A single bottle of 1992 Screaming Eagle California wine set a world record $17,625 (Canadian Dollars) at auction last week.[i] So it’s not just the housing market that is en fuego. Many assets are benefitting from cash looking to be put to work.

Wouldn’t it be nice to age like a quality wine? For many of us, aging is not a fun physical experience, but with proper care and planning, our best years can lie ahead of us financially.

 

From Young to Vintage

Last week, we looked at the potential for a wave of very young investors hitting the market following news of Fidelity Investments offering brokerage accounts to kids. Now let’s flip the coin – what is it like to be an old investor. Maybe “old” is a harsh word. How about “seasoned” or “experienced”? Maybe “vintage” to keep the wine theme running.

“Old” investors might take on a new meaning according to a new study. A Singapore-based company called Gero published research last week in Nature Communications detailing that people could live up to 150 years.[ii] The current life expectancy for Michigan residents is between 75 and 80.[iii]

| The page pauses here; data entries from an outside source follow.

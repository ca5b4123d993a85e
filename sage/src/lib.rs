//! # Sage Engine
//!
//! **Rules, questions and goals, decided in three values**
//!
//! Sage is the resolution core of an expert system shell. Given a knowledge
//! base of rules, questions a user can answer, and goals (facts to determine),
//! it derives each goal as `Yes`, `No` or `Maybe`, asking only the questions
//! the rules cannot settle on their own.
//!
//! ## Quick Start
//!
//! ```rust,no_run
//! use sage::{Condition, Engine, Goal, KnowledgeDomain, Rule, SageResult};
//!
//! fn main() -> SageResult<()> {
//!     let mut domain = KnowledgeDomain::new();
//!     domain.rules.push(
//!         Rule::new("rain makes the street wet", Condition::fact("rain", "yes"))
//!             .then("street", "wet"),
//!     );
//!     domain.facts.insert("rain".to_string(), "yes".to_string());
//!     domain.goals.push(Goal::new("street", "Is the street wet?"));
//!
//!     let engine = Engine::new(domain)?;
//!     let mut state = engine.start();
//!
//!     // Answer every question with its first option
//!     engine.run(&mut state, |_question| Ok(Some(0)))?;
//!
//!     for answer in engine.goal_answers(&state)? {
//!         println!("{}: {:?}", answer.goal, answer.value);
//!     }
//!     Ok(())
//! }
//! ```
//!
//! ## Core Concepts
//!
//! ### Facts and variables
//! Facts are named string values. A value written as `$other` is a variable:
//! it stands for whatever value `other` has.
//!
//! ### Conditions
//! Fact comparisons combined with negation and "at least N of". AND and OR
//! are the N = all and N = 1 cases.
//!
//! ### Chaining
//! Backward chaining works a goal stack, pursuing whichever unknown fact is
//! most responsible for a goal being undecided. Forward chaining fires every
//! rule it can until nothing changes.

pub mod condition;
pub mod engine;
pub mod error;
pub mod knowledge;
pub mod logger;
pub mod negate;
pub mod resource_limits;
pub mod solver;
pub mod state;
pub mod truth;

pub use condition::{Condition, FactCondition, Test};
pub use engine::{Engine, GoalAnswer};
pub use error::SageError;
pub use knowledge::{
    Algorithm, Answer, Choice, Consequences, Goal, KnowledgeDomain, KnowledgeItem,
    PendingQuestion, Question, Reason, Rule,
};
pub use logger::{Logger, Severity, TracingLogger};
pub use negate::{negate, simplify, ValueDomain};
pub use resource_limits::ResourceLimits;
pub use solver::{Outcome, Solution, Solver};
pub use state::{Conflict, KnowledgeState, Resolution, UNDEFINED};
pub use truth::{Factor, Truth, TruthState};

/// Result type for sage operations
pub type SageResult<T> = Result<T, SageError>;

#[cfg(test)]
mod tests;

Now, we don’t suggest that clients should re-tool their financial plan to account for the possibility of living quite that long, but studies like this should make you ponder your career, goals, and investing for the future. Your children or grandchildren may easily live to 100. Retiring at 60 or 65 suddenly seems early, doesn’t it?

 

 

Longevity Risk

As your advisor, it’s our job to manage your financial risks while helping you achieve your goals. Some tools we can use to mitigate the risk of outliving your money are annuities and Social Security. We also want to ensure wealth is passed on to future generations, so wealth transfer strategies that reduce your tax burden are critical.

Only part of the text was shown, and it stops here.